Desde joven, su padre le inculcó el amor por la literatura y la cultura clásica. Recibió una sólida formación humanística, aprendiendo latín, griego, francés e italiano, lo que le permitió acceder directamente a las obras de los grandes autores clásicos y modernos. Tuvo contacto con los círculos ilustrados madrileños, donde se gestaban las reformas culturales y políticas de la época. Su formación autodidacta y su contacto con el pensamiento de la Ilustración europea fueron fundamentales en su desarrollo intelectual.

Trayectoria literaria

Moratín inició su carrera literaria como poeta y traductor, pero pronto se volcó hacia el teatro, considerado por los ilustrados como el género más eficaz para la enseñanza moral y cívica. Su debut teatral importante fue "El viejo y la niña" (1791), seguida por su obra cumbre, "El sí de las niñas" (1806). También tradujo obras de Molière, demostrando su admiración por el dramaturgo francés. Viajó por Europa, lo que amplió su visión cultural y literaria. Fue bibliotecario de la Real Biblioteca y, durante la ocupación napoleónica, simpatizó con el nuevo régimen, lo que le acarreó el exilio tras la restauración absolutista.

Obra, estilo y características literarias

La obra de Moratín se rige por los principios del Neoclasicismo: unidad de tiempo, lugar y acción, verosimilitud, decoro y finalidad didáctica. Sus comedias, como "La comedia nueva o el café" (1792), "El barón" (1803) y "El sí de las niñas", critican las costumbres sociales de su tiempo, especialmente los matrimonios concertados, la ignorancia y la superstición. Empleó un lenguaje claro y natural, diálogos ingeniosos y personajes bien definidos, reflejo de la sociedad madrileña. Su estilo es preciso, elegante y desprovisto de excesos retóricos, buscando la claridad y la persuasión.

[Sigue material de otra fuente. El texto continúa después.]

//! End-to-end tests against an installed libclang
//!
//! Every test parses small in-memory sources through the marshaling core.
//! When no libclang can be loaded the test prints a SKIPPED line and returns
//! early, so the pure marshaling suites still run on machines without LLVM.
//! With `LIBCLANG_NATIVE_REQUIRE` set, a missing libclang fails instead.

#[cfg(test)]
mod tests {
    use clang_sys::*;
    use std::ffi::CString;
    use std::ptr;

    use crate::arrays::{copy_and_dispose, CStringArray, UnsavedFile, UnsavedFileArray};
    use crate::error::BridgeError;
    use crate::handle::Handle;
    use crate::library::ensure_loaded;
    use crate::mirror;
    use crate::strings::into_string;
    use crate::visitor::{children, visit_children, visit_fields, ChildVisit, FieldVisit};

    const MAIN_FILE: &str = "/virtual/main.c";

    /// Set to make a missing libclang fail the suite instead of skipping it.
    const REQUIRE_ENV: &str = "LIBCLANG_NATIVE_REQUIRE";

    fn skip_without_libclang(loaded: Result<(), BridgeError>, required: bool) -> bool {
        match loaded {
            Ok(()) => false,
            Err(e) if required => panic!("{} is set but libclang is missing: {}", REQUIRE_ENV, e),
            Err(e) => {
                eprintln!("SKIPPED (set {}=1 to fail instead): {}", REQUIRE_ENV, e);
                true
            }
        }
    }

    fn libclang_available() -> bool {
        let required = std::env::var_os(REQUIRE_ENV).is_some();
        !skip_without_libclang(ensure_loaded(), required)
    }

    /// Index and translation unit disposed together when the test ends.
    struct Parsed {
        index: CXIndex,
        tu: CXTranslationUnit,
    }

    impl Parsed {
        fn root(&self) -> CXCursor {
            unsafe { clang_getTranslationUnitCursor(self.tu) }
        }
    }

    impl Drop for Parsed {
        fn drop(&mut self) {
            unsafe {
                if !self.tu.is_null() {
                    clang_disposeTranslationUnit(self.tu);
                }
                clang_disposeIndex(self.index);
            }
        }
    }

    fn parse_file(filename: &str, unsaved: Option<&[UnsavedFile]>) -> Parsed {
        parse_with(filename, unsaved, &[], CXTranslationUnit_None)
    }

    fn parse_with(
        filename: &str,
        unsaved: Option<&[UnsavedFile]>,
        extra_args: &[&str],
        options: CXTranslationUnit_Flags,
    ) -> Parsed {
        let mut args = vec!["-x".to_string(), "c".to_string(), "-std=c11".to_string()];
        args.extend(extra_args.iter().map(|a| a.to_string()));
        let args = CStringArray::new("command-line argument", Some(&args)).unwrap();
        let mut unsaved = UnsavedFileArray::new(unsaved).unwrap();
        let filename = CString::new(filename).unwrap();
        unsafe {
            let index = clang_createIndex(0, 0);
            let tu = clang_parseTranslationUnit(
                index,
                filename.as_ptr(),
                args.as_ptr(),
                args.len() as _,
                unsaved.as_mut_ptr(),
                unsaved.len() as _,
                options,
            );
            Parsed { index, tu }
        }
    }

    fn parse(source: &str) -> Parsed {
        let parsed = parse_file(MAIN_FILE, Some(&[UnsavedFile::new(MAIN_FILE, source)]));
        assert!(!parsed.tu.is_null(), "parse of {:?} failed", source);
        parsed
    }

    fn spelling(cursor: CXCursor) -> String {
        into_string(unsafe { clang_getCursorSpelling(cursor) })
    }

    fn from_main_file(cursor: CXCursor) -> bool {
        unsafe { clang_Location_isFromMainFile(clang_getCursorLocation(cursor)) != 0 }
    }

    /// Top-level declarations written in the main file, skipping implicit ones.
    fn declarations(parsed: &Parsed) -> Vec<CXCursor> {
        children(parsed.root())
            .into_iter()
            .filter(|c| from_main_file(*c))
            .collect()
    }

    fn function_named(parsed: &Parsed, name: &str) -> CXCursor {
        declarations(parsed)
            .into_iter()
            .find(|c| c.kind == CXCursor_FunctionDecl && spelling(*c) == name)
            .unwrap()
    }

    // ═══════════════════════════════════════════════════════════════════════════════
    // PARSING
    // ═══════════════════════════════════════════════════════════════════════════════

    #[test]
    fn test_single_variable_declaration() {
        if !libclang_available() {
            return;
        }
        let parsed = parse("int x;");

        let mut seen = Vec::new();
        visit_children(parsed.root(), |cursor, _| {
            if from_main_file(cursor) {
                seen.push((cursor.kind, spelling(cursor)));
            }
            ChildVisit::Recurse
        });

        assert_eq!(seen, vec![(CXCursor_VarDecl, "x".to_string())]);
    }

    #[test]
    fn test_missing_source_yields_null_unit() {
        if !libclang_available() {
            return;
        }
        let parsed = parse_file("/nonexistent/missing.c", None);
        assert!(parsed.tu.is_null());
        assert!(Handle::wrap(parsed.tu).is_null());
    }

    #[test]
    fn test_handle_round_trip_keeps_unit_usable() {
        if !libclang_available() {
            return;
        }
        let parsed = parse("int x;");
        let handle = Handle::wrap(parsed.tu);
        let tu: CXTranslationUnit = handle.unwrap();
        assert_eq!(tu, parsed.tu);
        assert_eq!(
            into_string(unsafe { clang_getTranslationUnitSpelling(tu) }),
            MAIN_FILE
        );
    }

    #[test]
    fn test_syntax_error_is_a_diagnostic() {
        if !libclang_available() {
            return;
        }
        let parsed = parse("int x = ;");
        let count = unsafe { clang_getNumDiagnostics(parsed.tu) };
        assert!(count >= 1);

        let diagnostic = unsafe { clang_getDiagnostic(parsed.tu, 0) };
        let severity = unsafe { clang_getDiagnosticSeverity(diagnostic) };
        assert_eq!(
            mirror::CX_DIAGNOSTIC_SEVERITY.name_of(severity as i64),
            Some("Error")
        );
        unsafe { clang_disposeDiagnostic(diagnostic) };
    }

    #[test]
    fn test_missing_libclang_skips_unless_required() {
        let missing = || Err(BridgeError::LibraryNotLoaded("not found".to_string()));
        assert!(skip_without_libclang(missing(), false));
        assert!(!skip_without_libclang(Ok(()), true));
    }

    #[test]
    #[should_panic(expected = "libclang is missing")]
    fn test_missing_libclang_fails_when_required() {
        let missing = Err(BridgeError::LibraryNotLoaded("not found".to_string()));
        skip_without_libclang(missing, true);
    }

    #[test]
    fn test_many_unsaved_headers_survive_the_parse() {
        if !libclang_available() {
            return;
        }
        const HEADERS: usize = 200;
        let mut files: Vec<UnsavedFile> = (0..HEADERS)
            .map(|i| UnsavedFile::new(format!("/virtual/h{}.h", i), format!("int v{};\n", i)))
            .collect();
        let main: String = (0..HEADERS)
            .map(|i| format!("#include \"h{}.h\"\n", i))
            .collect();
        files.push(UnsavedFile::new(MAIN_FILE, main));

        let parsed = parse_with(
            MAIN_FILE,
            Some(&files),
            &["-I/virtual"],
            CXTranslationUnit_DetailedPreprocessingRecord,
        );
        assert!(!parsed.tu.is_null());
        assert_eq!(unsafe { clang_getNumDiagnostics(parsed.tu) }, 0);

        let top_level = children(parsed.root());
        let mut variables: Vec<String> = top_level
            .iter()
            .filter(|c| c.kind == CXCursor_VarDecl)
            .map(|c| spelling(*c))
            .collect();
        variables.sort();
        let mut expected: Vec<String> = (0..HEADERS).map(|i| format!("v{}", i)).collect();
        expected.sort();
        assert_eq!(variables, expected);

        let inclusions = top_level
            .iter()
            .filter(|c| c.kind == CXCursor_InclusionDirective && from_main_file(**c))
            .count();
        assert_eq!(inclusions, HEADERS);
    }

    // ═══════════════════════════════════════════════════════════════════════════════
    // VISITOR DIRECTIVES
    // ═══════════════════════════════════════════════════════════════════════════════

    fn count_visits(directive: ChildVisit) -> (usize, bool) {
        let parsed = parse("void f(void) { return; }");
        let function = function_named(&parsed, "f");
        let mut calls = 0;
        let broke = visit_children(function, |_, _| {
            calls += 1;
            directive
        });
        (calls, broke)
    }

    #[test]
    fn test_continue_stays_at_one_level() {
        if !libclang_available() {
            return;
        }
        // Only the body; the return statement inside it is skipped.
        assert_eq!(count_visits(ChildVisit::Continue), (1, false));
    }

    #[test]
    fn test_recurse_descends() {
        if !libclang_available() {
            return;
        }
        // CompoundStmt, then ReturnStmt.
        assert_eq!(count_visits(ChildVisit::Recurse), (2, false));
    }

    #[test]
    fn test_break_stops_after_first_call() {
        if !libclang_available() {
            return;
        }
        assert_eq!(count_visits(ChildVisit::Break), (1, true));
    }

    #[test]
    fn test_visitor_sees_its_parent() {
        if !libclang_available() {
            return;
        }
        let parsed = parse("void f(void) { return; }");
        let function = function_named(&parsed, "f");
        let mut pairs = Vec::new();
        visit_children(function, |cursor, parent| {
            pairs.push((cursor.kind, parent.kind));
            ChildVisit::Recurse
        });
        assert_eq!(
            pairs,
            vec![
                (CXCursor_CompoundStmt, CXCursor_FunctionDecl),
                (CXCursor_ReturnStmt, CXCursor_CompoundStmt),
            ]
        );
    }

    #[test]
    fn test_children_in_source_order() {
        if !libclang_available() {
            return;
        }
        let parsed = parse("int a; int b; int c;");
        let names: Vec<String> = declarations(&parsed).into_iter().map(spelling).collect();
        assert_eq!(names, vec!["a", "b", "c"]);
    }

    #[test]
    fn test_nested_traversal_from_inside_visitor() {
        if !libclang_available() {
            return;
        }
        let parsed = parse("void f(void) { return; } void g(void) { return; }");
        let mut inner_counts = Vec::new();
        visit_children(parsed.root(), |cursor, _| {
            if from_main_file(cursor) {
                inner_counts.push(children(cursor).len());
            }
            ChildVisit::Continue
        });
        assert_eq!(inner_counts, vec![1, 1]);
    }

    // ═══════════════════════════════════════════════════════════════════════════════
    // TYPES AND FIELDS
    // ═══════════════════════════════════════════════════════════════════════════════

    fn point_type(parsed: &Parsed) -> CXType {
        let record = declarations(parsed)
            .into_iter()
            .find(|c| c.kind == CXCursor_StructDecl)
            .unwrap();
        unsafe { clang_getCursorType(record) }
    }

    #[test]
    fn test_visit_fields_in_order() {
        if !libclang_available() {
            return;
        }
        let parsed = parse("struct point { int x; int y; };");
        let mut names = Vec::new();
        let broke = visit_fields(point_type(&parsed), |field| {
            names.push(spelling(field));
            FieldVisit::Continue
        });
        assert!(!broke);
        assert_eq!(names, vec!["x", "y"]);
    }

    #[test]
    fn test_visit_fields_break() {
        if !libclang_available() {
            return;
        }
        let parsed = parse("struct point { int x; int y; };");
        let mut calls = 0;
        let broke = visit_fields(point_type(&parsed), |_| {
            calls += 1;
            FieldVisit::Break
        });
        assert!(broke);
        assert_eq!(calls, 1);
    }

    #[test]
    fn test_type_spelling_and_kind() {
        if !libclang_available() {
            return;
        }
        let parsed = parse("unsigned long counter;");
        let decl = declarations(&parsed)[0];
        let ty = unsafe { clang_getCursorType(decl) };
        assert_eq!(
            into_string(unsafe { clang_getTypeSpelling(ty) }),
            "unsigned long"
        );
        assert_eq!(mirror::CX_TYPE_KIND.name_of(ty.kind as i64), Some("ULong"));
    }

    // ═══════════════════════════════════════════════════════════════════════════════
    // INBOUND ARRAYS
    // ═══════════════════════════════════════════════════════════════════════════════

    #[test]
    fn test_tokens_are_copied_before_disposal() {
        if !libclang_available() {
            return;
        }
        let source = "int x;";
        let parsed = parse(source);
        let main = CString::new(MAIN_FILE).unwrap();
        let file = unsafe { clang_getFile(parsed.tu, main.as_ptr()) };
        assert!(!file.is_null());

        let range = unsafe {
            clang_getRange(
                clang_getLocationForOffset(parsed.tu, file, 0),
                clang_getLocationForOffset(parsed.tu, file, source.len() as _),
            )
        };
        let mut raw: *mut CXToken = ptr::null_mut();
        let mut count = 0;
        unsafe { clang_tokenize(parsed.tu, range, &mut raw, &mut count) };
        let tu = parsed.tu;
        let tokens = copy_and_dispose(raw, count as usize, |p| unsafe {
            clang_disposeTokens(tu, p, count)
        });

        let spellings: Vec<String> = tokens
            .iter()
            .map(|t| into_string(unsafe { clang_getTokenSpelling(tu, *t) }))
            .collect();
        assert!(spellings.len() >= 2);
        assert_eq!(&spellings[..2], &["int", "x"]);
    }

    // ═══════════════════════════════════════════════════════════════════════════════
    // MIRROR AGREEMENT
    // ═══════════════════════════════════════════════════════════════════════════════

    #[test]
    fn test_cursor_kind_names_match_library_spelling() {
        if !libclang_available() {
            return;
        }
        for name in ["StructDecl", "FunctionDecl", "VarDecl", "CompoundStmt", "ReturnStmt"] {
            let value = mirror::CX_CURSOR_KIND.value_of(name).unwrap();
            let spelled = into_string(unsafe { clang_getCursorKindSpelling(value as _) });
            assert_eq!(spelled, name);
        }
    }
}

Contexto cultural e histórico

Moratín es el máximo representante del teatro neoclásico español, influenciado por la Ilustración francesa y las ideas de la Academia. Vivió en un periodo de transición y conflicto en España, marcado por el absolutismo, las reformas ilustradas y, finalmente, la invasión napoleónica. Su teatro buscaba reformar la sociedad, educar al público y depurar la escena española de los excesos del teatro barroco. Fue miembro de la Real Academia Española y desempeñó un papel importante en la vida cultural de su tiempo.

Vida personal

Moratín llevó una vida dedicada a las letras y a la función pública. Su profunda discreción y su carácter reservado le impidieron establecer relaciones personales muy estrechas fuera de los círculos intelectuales. Su experiencia en el exilio tras la Guerra de la Independencia fue un momento difícil y doloroso en su vida.

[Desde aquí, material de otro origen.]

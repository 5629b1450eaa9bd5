//! String Bridge for the libclang bridge
//!
//! Every `CXString` that crosses into the host is copied into an owned
//! `String` and disposed right away, so no native string ever outlives the
//! call that produced it.

use clang_sys::{
    clang_disposeString, clang_disposeStringSet, clang_getCString, CXString, CXStringSet,
};
use std::ffi::{CStr, CString};
use std::os::raw::c_char;

use crate::error::{BridgeError, Result};

/// Owns one `CXString` and disposes it exactly once on drop.
pub struct OwnedString {
    raw: CXString,
}

impl OwnedString {
    pub fn new(raw: CXString) -> Self {
        OwnedString { raw }
    }

    /// Copies the text out. A null `clang_getCString` result reads as "".
    pub fn to_string_lossy(&self) -> String {
        let ptr = unsafe { clang_getCString(self.raw) };
        borrowed_str(ptr)
    }
}

impl Drop for OwnedString {
    fn drop(&mut self) {
        unsafe { clang_disposeString(self.raw) };
    }
}

/// Copy-then-dispose conversion used for every `CXString` return value.
pub fn into_string(raw: CXString) -> String {
    OwnedString::new(raw).to_string_lossy()
}

/// Copies a library-owned C string that must not be disposed.
pub fn borrowed_str(ptr: *const c_char) -> String {
    if ptr.is_null() {
        return String::new();
    }
    unsafe { CStr::from_ptr(ptr) }.to_string_lossy().into_owned()
}

/// Copies exactly `len` bytes of a library-owned buffer. Embedded NULs are
/// kept; a null pointer reads as "".
pub fn borrowed_bytes(ptr: *const c_char, len: usize) -> String {
    if ptr.is_null() || len == 0 {
        return String::new();
    }
    let bytes = unsafe { std::slice::from_raw_parts(ptr as *const u8, len) };
    String::from_utf8_lossy(bytes).into_owned()
}

/// Copies every entry of a `CXStringSet` and disposes the set.
pub fn string_set_into_vec(set: *mut CXStringSet) -> Vec<String> {
    if set.is_null() {
        return Vec::new();
    }
    let strings = unsafe {
        let set_ref = &*set;
        let count = set_ref.Count as usize;
        if set_ref.Strings.is_null() || count == 0 {
            Vec::new()
        } else {
            std::slice::from_raw_parts(set_ref.Strings, count)
                .iter()
                .map(|s| borrowed_str(clang_getCString(*s)))
                .collect()
        }
    };
    unsafe { clang_disposeStringSet(set) };
    strings
}

/// Host text to a NUL-terminated native string.
///
/// `what` names the parameter for the error message.
pub fn to_c_string(what: &str, value: &str) -> Result<CString> {
    CString::new(value).map_err(|e| BridgeError::interior_nul(what, &e))
}

/// Like [`to_c_string`] but maps an absent value to `None` (native null).
pub fn to_optional_c_string(what: &str, value: Option<&str>) -> Result<Option<CString>> {
    value.map(|v| to_c_string(what, v)).transpose()
}

pub fn optional_ptr(value: &Option<CString>) -> *const c_char {
    value.as_ref().map_or(std::ptr::null(), |s| s.as_ptr())
}

#[cfg(test)]
mod tests {
    use super::*;

    #[test]
    fn test_borrowed_null_is_empty() {
        assert_eq!(borrowed_str(std::ptr::null()), "");
    }

    #[test]
    fn test_borrowed_copies_bytes() {
        let source = CString::new("translation_unit").unwrap();
        let copied = borrowed_str(source.as_ptr());
        drop(source);
        assert_eq!(copied, "translation_unit");
    }

    #[test]
    fn test_borrowed_invalid_utf8_is_lossy() {
        let source = CString::new(vec![b'a', 0xff, b'b']).unwrap();
        assert_eq!(borrowed_str(source.as_ptr()), "a\u{fffd}b");
    }

    #[test]
    fn test_borrowed_bytes_uses_length_not_nul() {
        let buffer = b"int a;\0int b;";
        let copied = borrowed_bytes(buffer.as_ptr() as *const c_char, buffer.len());
        assert_eq!(copied, "int a;\0int b;");
        assert_eq!(borrowed_bytes(buffer.as_ptr() as *const c_char, 3), "int");
        assert_eq!(borrowed_bytes(std::ptr::null(), 10), "");
    }

    #[test]
    fn test_to_c_string_rejects_interior_nul() {
        let err = to_c_string("source filename", "a\0b.c").unwrap_err();
        assert!(matches!(err, BridgeError::InteriorNul { offset: 1, .. }));
    }

    #[test]
    fn test_optional_c_string_maps_absent_to_null() {
        let absent = to_optional_c_string("source filename", None).unwrap();
        assert!(optional_ptr(&absent).is_null());

        let present = to_optional_c_string("source filename", Some("main.c")).unwrap();
        assert!(!optional_ptr(&present).is_null());
        assert_eq!(present.unwrap().to_str().unwrap(), "main.c");
    }

    #[test]
    fn test_empty_string_set_pointer() {
        assert!(string_set_into_vec(std::ptr::null_mut()).is_empty());
    }
}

Reconocimiento y recepción

En su época, Moratín fue reconocido por la crítica ilustrada como el renovador del teatro español, aunque sus obras también generaron controversia y oposición por parte de los defensores de la tradición barroca. "El sí de las niñas" fue prohibida temporalmente por la Inquisición. Tras su muerte, su figura se consolidó como un clásico del teatro español y un referente del Neoclasicismo.

Influencias y legado

Moratín fue influenciado por Molière, Terencio y la preceptiva teatral neoclásica. Su legado es fundamental para la historia del teatro español, ya que sentó las bases del teatro moderno y demostró la eficacia del género para la crítica social y la reforma de las costumbres. Sus obras siguen representándose y estudiándose por su valor literario y su mensaje.

Interpretación y análisis crítico

La obra de Moratín es analizada desde la perspectiva del Neoclasicismo y la Ilustración, destacando su compromiso con la razón, la crítica social y la educación del pueblo. Se le considera un moralista que utiliza la comedia como vehículo para la reflexión y el progreso.

Infancia y formación

Moratín era conocido por su escepticismo hacia el amor romántico y su defensa de la razón sobre los impulsos pasionales, lo cual se refleja en sus obras. Era un hombre de gustos refinados y un gran conocedor de la literatura europea.

Muerte y memoria

Leandro Fernández de Moratín falleció en París en 1828, alejado de su patria. Sus restos fueron repatriados a España en 1844 y se encuentran en el Panteón de Hombres Ilustres de Madrid. Su memoria se mantiene viva a través de la continuidad de su obra en el repertorio teatral y en los estudios académicos sobre el Siglo de las Luces y el teatro español.